O impulsiONar é definitivamente um grande exemplo de como devemos buscar respostas e alavancas nos mecanismos do sistema: as práticas educacionais, os processos, os marcos e aspectos regulatórios, os stakeholders e o espaço de governança no qual o fenômeno se desenrola. Resolver a defasagem em disciplinas básicas do ensino público brasileiro é um problema complexo que precisa ser compreendido no detalhe e governado ao longo do tempo”. Vinicius Picanço | Professor assistente do Insper e Honorary Research Fellow na University of Strathclyde (Reino Unido), membro do Conselho do The Good Food Institute e pesquisador afiliado do Food and Retail Operations Lab (FaROL) no MIT.
A abordagem sistêmica nos desafia a abandonar soluções lineares e pensar de forma integrada.
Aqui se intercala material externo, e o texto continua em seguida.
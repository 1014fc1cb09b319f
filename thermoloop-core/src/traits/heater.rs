//! Heater and temperature sensor traits

/// Trait for temperature sensors
///
/// Readings are °C × 100 (2350 = 23.50°C), the same unit the host link
/// carries. The read is assumed instantaneous and cannot fail; an
/// implementation with a fallible bus must decide what to report itself.
pub trait TemperatureSensor {
    /// Read the current temperature
    fn read_centi(&mut self) -> u16;
}

/// Trait for the heater drive
///
/// Implementations map the duty onto PWM, an SSR, a DAC, ...
pub trait HeaterOutput {
    /// Apply a duty value, 0 = off, 255 = full power
    fn set_duty(&mut self, duty: u8);
}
Ela nos lembra que nenhum ator isolado — seja uma organização, governo ou empresa — consegue transformar realidades complexas sozinho. É por isso que, no Quintessa, nosso trabalho não termina com a implementação de um projeto: buscamos deixar um legado de transformação contínua e colaborativa.
Os mais de 500 empreendedores de impacto que já aceleramos, com uma taxa de sobrevivência de 93%, refletem o poder dessa visão. Acreditamos que, ao enxergar o todo e agir com estratégia, podemos enfrentar até os desafios mais complexos de forma eficaz e duradoura.
A solução para problemas complexos não está em programas fragmentados ou ações de curto prazo, mas em intervenções que enxergam o todo e trabalham para transformar sistemas inteiros. Seja na educação, na inclusão socioprodutiva ou em qualquer outro campo, é possível gerar impactos reais e sustentáveis ao focar no “iceberg” completo e agir com estratégia.